While officials have repeatedly stated their regret for the losses, it appears that no one is being held to account for the violence.
Although protesters have been subject to tear gas and live ammunition in recent days, neither the military nor the police have admitted responsibility.
In a statement issued on Wednesday by Egypt’s ruling Supreme Council of the Armed Forces (SCAF), the council denied that the army had used teargas against protesters.

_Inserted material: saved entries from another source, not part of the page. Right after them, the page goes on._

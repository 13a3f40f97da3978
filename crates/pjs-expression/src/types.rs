use crate::error::ExprError;
use serde_json::Value;
use std::collections::HashMap;
use std::sync::Arc;

/// A value as seen by an expression: any JSON value, plus `undefined` and the
/// non-finite numbers that JSON cannot carry.
#[derive(Debug, Clone)]
pub enum JsValue {
    /// JavaScript `undefined`.
    Undefined,
    /// Any JSON-compatible value.
    Json(Value),
    /// `NaN`, `Infinity` or `-Infinity`.
    NonFinite(f64),
}

/// Shared `undefined`, handed out for missing method arguments.
pub static UNDEFINED: JsValue = JsValue::Undefined;

impl PartialEq for JsValue {
    fn eq(&self, other: &Self) -> bool {
        match (self, other) {
            (JsValue::Undefined, JsValue::Undefined) => true,
            (JsValue::Json(a), JsValue::Json(b)) => a == b,
            (JsValue::NonFinite(a), JsValue::NonFinite(b)) => a == b || (a.is_nan() && b.is_nan()),
            _ => false,
        }
    }
}

impl From<Value> for JsValue {
    fn from(v: Value) -> Self {
        JsValue::Json(v)
    }
}

impl From<bool> for JsValue {
    fn from(b: bool) -> Self {
        JsValue::Json(Value::Bool(b))
    }
}

impl From<f64> for JsValue {
    fn from(n: f64) -> Self {
        crate::util::number_to_jsval(n)
    }
}

impl From<i64> for JsValue {
    fn from(n: i64) -> Self {
        JsValue::Json(Value::Number(serde_json::Number::from(n)))
    }
}

impl From<usize> for JsValue {
    fn from(n: usize) -> Self {
        JsValue::Json(Value::Number(serde_json::Number::from(n)))
    }
}

impl From<String> for JsValue {
    fn from(s: String) -> Self {
        JsValue::Json(Value::String(s))
    }
}

impl From<&str> for JsValue {
    fn from(s: &str) -> Self {
        JsValue::Json(Value::String(s.to_string()))
    }
}

/// The type of a member method implementation.
///
/// `this` is the receiver; missing arguments read as `undefined` and extra
/// arguments are ignored, as in JavaScript.
pub type MethodFn = fn(&JsValue, &[JsValue]) -> Result<JsValue, ExprError>;

/// A member method available on one receiver type.
#[derive(Debug)]
pub struct MethodDefinition {
    pub name: &'static str,
    pub aliases: &'static [&'static str],
    pub eval_fn: MethodFn,
}

/// Map of method name/alias -> definition.
pub type MethodMap = HashMap<String, Arc<MethodDefinition>>;

/// Builds a `MethodMap` from a list of method definitions.
pub fn methods_to_map(methods: Vec<Arc<MethodDefinition>>) -> MethodMap {
    let mut map = HashMap::new();
    for method in methods {
        map.insert(method.name.to_string(), Arc::clone(&method));
        for alias in method.aliases {
            map.insert(alias.to_string(), Arc::clone(&method));
        }
    }
    map
}

/// Returns argument `n`, or `undefined` when the caller passed fewer.
pub fn arg(args: &[JsValue], n: usize) -> &JsValue {
    args.get(n).unwrap_or(&UNDEFINED)
}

On Thursday, the SCAF released another statement in which it vowed to bring those responsible for the violence to justice.
“The SCAF is extremely sorry for the fallen martyrs of the children of Egypt in the latest incidents in Tahrir Square,” the statement read. “The SCAF offers its condolences to the families of martyrs throughout Egypt.”

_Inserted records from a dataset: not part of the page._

//! Framing walk over a drained output stream.
//!
//! Splits the raw byte stream produced by the engine back into records using
//! the length-prefix grammar. Packet contents are not interpreted here; this
//! is only the framing a downstream consumer needs to stay byte-aligned.

use thiserror::Error;

use crate::OVERRUN_MARKER;

/// One framed unit of the output stream.
#[derive(Debug, Clone, PartialEq, Eq)]
pub enum RecordEvent {
    /// A captured packet's payload bytes.
    Packet(Vec<u8>),
    /// A dropped record's marker; no payload follows it.
    Overrun,
}

#[derive(Debug, Error)]
pub enum RecordError {
    /// The stream ended inside a record.
    #[error("truncated record: expected {expected} more bytes, {available} available")]
    Truncated { expected: usize, available: usize },
}

/// Decode a drained output stream into records.
///
/// # Examples
/// ```
/// use bustap_core::record::{RecordEvent, decode_records};
///
/// let stream = [0x00, 0x02, 0xAA, 0xBB, 0xFF, 0xFF, 0x00, 0x00];
/// let records = decode_records(&stream)?;
/// assert_eq!(records.len(), 3);
/// assert_eq!(records[0], RecordEvent::Packet(vec![0xAA, 0xBB]));
/// assert_eq!(records[1], RecordEvent::Overrun);
/// assert_eq!(records[2], RecordEvent::Packet(Vec::new()));
/// # Ok::<(), bustap_core::record::RecordError>(())
/// ```
///
/// # Errors
/// Returns [`RecordError::Truncated`] when the stream ends mid-record.
pub fn decode_records(stream: &[u8]) -> Result<Vec<RecordEvent>, RecordError> {
    let mut records = Vec::new();
    let mut offset = 0;
    while offset < stream.len() {
        if stream.len() - offset < 2 {
            return Err(RecordError::Truncated {
                expected: 2,
                available: stream.len() - offset,
            });
        }
        let length = u16::from_be_bytes([stream[offset], stream[offset + 1]]);
        offset += 2;
        if length == OVERRUN_MARKER {
            records.push(RecordEvent::Overrun);
            continue;
        }
        let length = length as usize;
        if stream.len() - offset < length {
            return Err(RecordError::Truncated {
                expected: length,
                available: stream.len() - offset,
            });
        }
        records.push(RecordEvent::Packet(stream[offset..offset + length].to_vec()));
        offset += length;
    }
    Ok(records)
}

#[cfg(test)]
mod tests {
    use super::{RecordEvent, RecordError, decode_records};

    #[test]
    fn decodes_packets_in_order() {
        let stream = [0x00, 0x01, 0x11, 0x00, 0x03, 0x21, 0x22, 0x23];
        let records = decode_records(&stream).unwrap();
        assert_eq!(
            records,
            vec![
                RecordEvent::Packet(vec![0x11]),
                RecordEvent::Packet(vec![0x21, 0x22, 0x23]),
            ]
        );
    }

    #[test]
    fn marker_carries_no_payload() {
        let stream = [0xFF, 0xFF, 0x00, 0x01, 0x42];
        let records = decode_records(&stream).unwrap();
        assert_eq!(records[0], RecordEvent::Overrun);
        assert_eq!(records[1], RecordEvent::Packet(vec![0x42]));
    }

    #[test]
    fn empty_stream_is_no_records() {
        assert!(decode_records(&[]).unwrap().is_empty());
    }

    #[test]
    fn truncated_prefix_is_an_error() {
        let err = decode_records(&[0x00]).unwrap_err();
        assert!(matches!(
            err,
            RecordError::Truncated {
                expected: 2,
                available: 1
            }
        ));
    }

    #[test]
    fn truncated_payload_is_an_error() {
        let err = decode_records(&[0x00, 0x04, 0x01]).unwrap_err();
        assert!(matches!(
            err,
            RecordError::Truncated {
                expected: 4,
                available: 1
            }
        ));
    }
}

While satellite television channels showed military personnel and the interior ministry’s Central Security Forces clearing Tahrir Square on Sunday, SCAF member Hamdy Badeen asserted that military police had not entered the square “since the last Eid El-Fitr” holiday in early September. He refuted claims by some television channels that military police had instigated the violence to sow mistrust between the Egyptian people and armed forces.
In statements to Egyptian state television, Badeen said that military personnel now deployed near the square were only there to protect the nearby interior ministry building.
Interior Minister Mansour El-Eisawy, for his part, while admitting that police had used gas to disperse protesters, denied on state television on Wednesday that police had shot at protesters with either rubber bullets or live rounds. In response to accusations that police were using internationally-banned chemicals against protesters, El-Eissawy insisted such claims were false and that he had sent a sample of the substance in question to the health ministry for analysis.
El-Eissawy went on to say that “unknown individuals” had been firing on protesters in downtown Cairo from the rooftops of surrounding buildings. He told Al-Hayat satellite channel that the ministry had not ordered police to fire on protesters unless the latter attempted to storm the ministry building. He also denied news published in opposition daily Al-Wafd that Prime Minister Essam Sharaf had issued orders to break up the Tahrir Square sit-in.
Commenting on videos circulating online showing protesters detaining an alleged state security officer found in the square carrying a firearm, El-Eissawy said that the man was a retired officer. As for a video screened on Al Jazeera showing state security and military personnel throwing a slain protester in a garbage pile, El-Eissawy said they had simply been “setting the body aside.”
Protestors, meanwhile, continue to prepare for a million man march on Friday, blame both the military and police for the carnage, and demand that the SCAF immediately hand over executive authority to a civilian government and that the interior ministry be radically restructured.